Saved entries
//! 界面渲染
//!
//! 顶部标题栏，左侧为交易日志（可滚动），右侧上方为钱包信息、下方为当前菜单；
//! 有输入框时在中央弹出覆盖层。

use ratatui::{
    layout::{Constraint, Direction, Layout, Rect},
    style::{Color, Modifier, Style},
    text::{Line, Span, Text},
    widgets::{
        Block, Borders, Clear, List, ListItem, ListState, Paragraph, Scrollbar,
        ScrollbarOrientation, ScrollbarState, Wrap,
    },
    Frame,
};

use crate::ledger::AccountSnapshot;
use crate::ui::menu::{MenuItem, Symbols};

/// 一帧所需的全部数据
pub struct Screen<'a> {
    pub menu_title: &'a str,
    pub items: &'a [MenuItem],
    pub selected: usize,
    pub log_lines: &'a [String],
    /// 距底部的滚动偏移；0 表示跟随最新
    pub log_scroll: usize,
    pub snapshot: &'a AccountSnapshot,
    pub symbols: &'a Symbols<'a>,
    /// (问题, 当前输入)
    pub prompt: Option<(&'a str, &'a str)>,
}

/// 按字符数换行，避免在 UTF-8 中间截断
fn wrap_text(s: &str, width: usize) -> Vec<String> {
    if width == 0 {
        return vec![s.to_string()];
    }
    let mut lines = Vec::new();
    let mut line = String::new();
    for ch in s.chars() {
        if line.chars().count() >= width {
            lines.push(std::mem::take(&mut line));
        }
        line.push(ch);
    }
    lines.push(line);
    lines
}

fn log_color(message: &str) -> Color {
    let lower = message.to_lowercase();
    if lower.contains("fail") || lower.contains("error") || lower.contains("invalid") {
        Color::Red
    } else if lower.contains("success") || lower.contains("completed") || lower.contains("updated") {
        Color::Green
    } else if lower.contains("cancel") || lower.contains("stop") || lower.contains("waiting") {
        Color::Yellow
    } else {
        Color::White
    }
}

/// 绘制一帧；返回日志区 (总行数, 可视高度) 供外部 clamp 滚动
pub fn draw(f: &mut Frame, screen: &Screen<'_>) -> (usize, usize) {
    let rows = Layout::default()
        .direction(Direction::Vertical)
        .constraints([Constraint::Length(3), Constraint::Min(8)])
        .split(f.area());

    let header = Paragraph::new(Line::from(vec![
        Span::styled(
            " AUTO SWAP ",
            Style::default().fg(Color::Cyan).add_modifier(Modifier::BOLD),
        ),
        Span::styled(
            format!("│ {} & {} │ {}", screen.symbols.a, screen.symbols.b, screen.snapshot.network),
            Style::default().fg(Color::Gray),
        ),
    ]))
    .block(Block::default().borders(Borders::ALL).border_style(Style::default().fg(Color::Cyan)));
    f.render_widget(header, rows[0]);

    let columns = Layout::default()
        .direction(Direction::Horizontal)
        .constraints([Constraint::Percentage(60), Constraint::Percentage(40)])
        .split(rows[1]);

    let scroll_info = draw_logs(f, columns[0], screen);

    let right = Layout::default()
        .direction(Direction::Vertical)
        .constraints([Constraint::Length(8), Constraint::Min(5)])
        .split(columns[1]);
    draw_wallet(f, right[0], screen);
    draw_menu(f, right[1], screen);

    if let Some((question, input)) = screen.prompt {
        draw_prompt(f, question, input);
    }

    scroll_info
}

fn draw_logs(f: &mut Frame, area: Rect, screen: &Screen<'_>) -> (usize, usize) {
    let block = Block::default()
        .title(" Transaction Logs ")
        .title_bottom(Line::from(Span::styled(
            " Ctrl+↑↓ PgUp/PgDn 滚动 ",
            Style::default().fg(Color::DarkGray),
        )))
        .borders(Borders::ALL)
        .border_style(Style::default().fg(Color::Magenta));
    let inner = block.inner(area);
    let width = inner.width.saturating_sub(1) as usize; // 滚动条

    let mut lines: Vec<Line> = Vec::new();
    for message in screen.log_lines {
        let style = Style::default().fg(log_color(message));
        for part in wrap_text(message, width.max(20)) {
            lines.push(Line::from(Span::styled(part, style)));
        }
    }

    let height = inner.height as usize;
    let total = lines.len();
    let max_scroll = total.saturating_sub(height);
    let offset = max_scroll.saturating_sub(screen.log_scroll.min(max_scroll));

    f.render_widget(block, area);
    let paragraph = Paragraph::new(Text::from(lines))
        .wrap(Wrap { trim: false })
        .scroll((offset as u16, 0));
    f.render_widget(paragraph, inner);

    if total > height {
        let mut state = ScrollbarState::new(total)
            .position(offset)
            .viewport_content_length(height);
        let scrollbar = Scrollbar::new(ScrollbarOrientation::VerticalRight)
            .thumb_symbol("█")
            .track_symbol(Some("░"));
        f.render_stateful_widget(scrollbar, inner, &mut state);
    }

    (total, height)
}

fn draw_wallet(f: &mut Frame, area: Rect, screen: &Screen<'_>) {
    let snap = screen.snapshot;
    let label = Style::default().fg(Color::Cyan);
    let row = |name: String, value: String| {
        Line::from(vec![Span::styled(format!("{:<9}", name), label), Span::raw(value)])
    };
    let lines = vec![
        row("Address".into(), snap.short_address()),
        row(screen.symbols.native.to_string(), snap.native.to_string()),
        row(screen.symbols.a.to_string(), snap.asset_a.to_string()),
        row(screen.symbols.b.to_string(), snap.asset_b.to_string()),
        row("Network".into(), snap.network.clone()),
    ];
    let wallet = Paragraph::new(Text::from(lines)).block(
        Block::default()
            .title(" Wallet Information ")
            .borders(Borders::ALL)
            .border_style(Style::default().fg(Color::Yellow)),
    );
    f.render_widget(wallet, area);
}

fn draw_menu(f: &mut Frame, area: Rect, screen: &Screen<'_>) {
    let items: Vec<ListItem> = screen
        .items
        .iter()
        .map(|item| {
            let style = if item.enabled {
                Style::default()
            } else {
                Style::default().fg(Color::DarkGray)
            };
            ListItem::new(Span::styled(item.label.clone(), style))
        })
        .collect();
    let list = List::new(items)
        .block(
            Block::default()
                .title(screen.menu_title)
                .borders(Borders::ALL)
                .border_style(Style::default().fg(Color::Green)),
        )
        .highlight_style(Style::default().fg(Color::Black).bg(Color::Green))
        .highlight_symbol("› ");
    let mut state = ListState::default();
    state.select(Some(screen.selected.min(screen.items.len().saturating_sub(1))));
    f.render_stateful_widget(list, area, &mut state);
}

fn draw_prompt(f: &mut Frame, question: &str, input: &str) {
    let area = centered(f.area(), 50, 5);
    let block = Block::default()
        .title(" Prompt ")
        .title_bottom(Line::from(Span::styled(
            " Enter 确认 │ Esc 取消 ",
            Style::default().fg(Color::DarkGray),
        )))
        .borders(Borders::ALL)
        .border_style(Style::default().fg(Color::Blue));
    let body = Paragraph::new(Text::from(vec![
        Line::from(question.to_string()),
        Line::from(Span::styled(
            format!("> {}", input),
            Style::default().add_modifier(Modifier::BOLD),
        )),
    ]))
    .block(block)
    .wrap(Wrap { trim: false });
    f.render_widget(Clear, area);
    f.render_widget(body, area);
}

fn centered(area: Rect, percent_x: u16, height: u16) -> Rect {
    let width = area.width * percent_x / 100;
    Rect {
        x: area.x + (area.width.saturating_sub(width)) / 2,
        y: area.y + (area.height.saturating_sub(height)) / 2,
        width,
        height: height.min(area.height),
    }
}
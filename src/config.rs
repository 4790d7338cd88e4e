//! 应用配置：从 config/default.toml 与环境变量加载
//!
//! 加载顺序：先读 TOML 文件，再用环境变量 `AUTOSWAP__*` 覆盖（双下划线表示嵌套，如 `AUTOSWAP__NETWORK__RPC_URL=...`）。

use std::path::PathBuf;

use serde::Deserialize;

use crate::core::delay::DelayRange;
use crate::core::log_sink::DEFAULT_LOG_CAPACITY;
use crate::core::state::{ClaimLock, ExclusionScope};
use crate::ledger::{Amount, Asset};

/// 应用配置根（对应 config/default.toml 的顶层）
#[derive(Debug, Clone, Deserialize, Default)]
#[serde(default)]
pub struct AppConfig {
    pub network: NetworkSection,
    pub account: AccountSection,
    pub assets: AssetsSection,
    pub swap: SwapSection,
    pub send: SendSection,
    pub claim: ClaimSection,
    pub tasks: TasksSection,
    pub log: LogSection,
}

/// [network] 段：RPC 端点与网络名；rpc_url 为空时使用离线 Mock 账本
#[derive(Debug, Clone, Deserialize)]
#[serde(default)]
pub struct NetworkSection {
    pub rpc_url: Option<String>,
    pub name: String,
    /// 单次 HTTP 请求超时（秒），不限制等待确认的总时长
    pub request_timeout_secs: u64,
    /// 轮询交易回执的间隔（毫秒）
    pub receipt_poll_ms: u64,
    /// 离线 Mock 账本模拟的确认耗时（毫秒）
    pub mock_latency_ms: u64,
}

impl Default for NetworkSection {
    fn default() -> Self {
        Self {
            rpc_url: None,
            name: "Somnia Testnet".to_string(),
            request_timeout_secs: 30,
            receipt_poll_ms: 1_000,
            mock_latency_ms: 800,
        }
    }
}

/// [account] 段：操作账户
///
/// 配置 private_key 时在本地签名并通过 eth_sendRawTransaction 广播，地址由私钥推导；
/// 否则以 address 为 from 调用 eth_sendTransaction，由端点或签名代理签名。
#[derive(Clone, Deserialize, Default)]
#[serde(default)]
pub struct AccountSection {
    pub address: Option<String>,
    /// 一般通过 AUTOSWAP__ACCOUNT__PRIVATE_KEY 提供
    pub private_key: Option<String>,
}

impl std::fmt::Debug for AccountSection {
    fn fmt(&self, f: &mut std::fmt::Formatter<'_>) -> std::fmt::Result {
        f.debug_struct("AccountSection")
            .field("address", &self.address)
            .field("private_key", &self.private_key.as_ref().map(|_| "<redacted>"))
            .finish()
    }
}

/// [assets] 段：两种代币的合约地址与符号
#[derive(Debug, Clone, Deserialize)]
#[serde(default)]
pub struct AssetsSection {
    pub a_address: String,
    pub a_symbol: String,
    pub b_address: String,
    pub b_symbol: String,
    pub native_symbol: String,
}

impl Default for AssetsSection {
    fn default() -> Self {
        Self {
            a_address: String::new(),
            a_symbol: "PING".to_string(),
            b_address: String::new(),
            b_symbol: "PONG".to_string(),
            native_symbol: "STT".to_string(),
        }
    }
}

impl AssetsSection {
    pub fn symbol(&self, asset: Asset) -> &str {
        match asset {
            Asset::A => &self.a_symbol,
            Asset::B => &self.b_symbol,
        }
    }

    pub fn address(&self, asset: Asset) -> &str {
        match asset {
            Asset::A => &self.a_address,
            Asset::B => &self.b_address,
        }
    }
}

/// [swap] 段：路由合约、手续费档位、随机金额与间隔
#[derive(Debug, Clone, Deserialize)]
#[serde(default)]
pub struct SwapSection {
    pub router: String,
    pub fee_tier: u32,
    /// 每次兑换的整数金额区间
    pub amount_min: u64,
    pub amount_max: u64,
    pub delay_min_ms: u64,
    pub delay_max_ms: u64,
    /// true 时每轮都重新授权；默认每次运行每种资产只授权一次
    pub reauthorize_every_iteration: bool,
}

impl Default for SwapSection {
    fn default() -> Self {
        Self {
            router: "0x6AAC14f090A35EeA150705f72D90E4CDC4a49b2C".to_string(),
            fee_tier: 500,
            amount_min: 50,
            amount_max: 200,
            delay_min_ms: 20_000,
            delay_max_ms: 50_000,
            reauthorize_every_iteration: false,
        }
    }
}

impl SwapSection {
    pub fn delay(&self) -> DelayRange {
        DelayRange::new(self.delay_min_ms, self.delay_max_ms)
    }
}

/// [send] 段：地址列表文件、间隔与随机发送的金额上下限
#[derive(Debug, Clone, Deserialize)]
#[serde(default)]
pub struct SendSection {
    pub recipients_file: PathBuf,
    pub delay_min_ms: u64,
    pub delay_max_ms: u64,
    pub min_amount: String,
    pub max_amount: String,
}

impl Default for SendSection {
    fn default() -> Self {
        Self {
            recipients_file: PathBuf::from("randomaddress.txt"),
            delay_min_ms: 5_000,
            delay_max_ms: 10_000,
            min_amount: "0.0001".to_string(),
            max_amount: "0.01".to_string(),
        }
    }
}

impl SendSection {
    pub fn delay(&self) -> DelayRange {
        DelayRange::new(self.delay_min_ms, self.delay_max_ms)
    }

    /// 随机发送允许的金额区间；配置无法解析时退回默认值
    pub fn amount_bounds(&self) -> (Amount, Amount) {
        let defaults = SendSection::default();
        let parse = |s: &str, fallback: &str| {
            Amount::parse(s)
                .or_else(|_| Amount::parse(fallback))
                .unwrap_or(Amount::ZERO)
        };
        (
            parse(&self.min_amount, &defaults.min_amount),
            parse(&self.max_amount, &defaults.max_amount),
        )
    }
}

/// [claim] 段：领取成功后的等待时长与锁粒度
#[derive(Debug, Clone, Deserialize)]
#[serde(default)]
pub struct ClaimSection {
    pub settle_ms: u64,
    pub lock: ClaimLock,
}

impl Default for ClaimSection {
    fn default() -> Self {
        Self {
            settle_ms: 5_000,
            lock: ClaimLock::Shared,
        }
    }
}

/// [tasks] 段：任务族之间的互斥范围
#[derive(Debug, Clone, Deserialize, Default)]
#[serde(default)]
pub struct TasksSection {
    pub exclusion: ExclusionScope,
}

/// [log] 段：交易日志保留条数与 tracing 输出文件
#[derive(Debug, Clone, Deserialize)]
#[serde(default)]
pub struct LogSection {
    pub capacity: usize,
    pub file: PathBuf,
}

impl Default for LogSection {
    fn default() -> Self {
        Self {
            capacity: DEFAULT_LOG_CAPACITY,
            file: PathBuf::from("autoswap.log"),
        }
    }
}

/// 从 config 目录加载配置，环境变量 AUTOSWAP__* 可覆盖
///
/// 1. 按顺序查找 config/default.toml、../config/default.toml、default.toml，找到则作为第一源
/// 2. 若传入 config_path 且文件存在，则追加该文件（可覆盖前面的键）
/// 3. 最后叠加环境变量 AUTOSWAP__*（双下划线表示嵌套键）
pub fn load_config(config_path: Option<PathBuf>) -> Result<AppConfig, config::ConfigError> {
    let mut builder = config::Config::builder();

    let default_names = ["config/default", "../config/default", "default"];
    for name in default_names {
        let path = format!("{}.toml", name);
        if std::path::Path::new(&path).exists() {
            builder = builder.add_source(config::File::with_name(name).required(false));
            break;
        }
    }

    if let Some(ref path) = config_path {
        if path.exists() {
            builder = builder.add_source(config::File::from(path.clone()).required(false));
        }
    }

    builder = builder.add_source(
        config::Environment::with_prefix("AUTOSWAP")
            .separator("__")
            .try_parsing(true),
    );

    let c = builder.build()?;
    c.try_deserialize()
}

## HOW TO COMPLETE THIS TASK
Pull out every line in the data above that has the word "lower".

## YOUR SOLUTION
    let lower = message.to_lowercase();
    if lower.contains("fail") || lower.contains("error") || lower.contains("invalid") {
    } else if lower.contains("success") || lower.contains("completed") || lower.contains("updated") {
    } else if lower.contains("cancel") || lower.contains("stop") || lower.contains("waiting") {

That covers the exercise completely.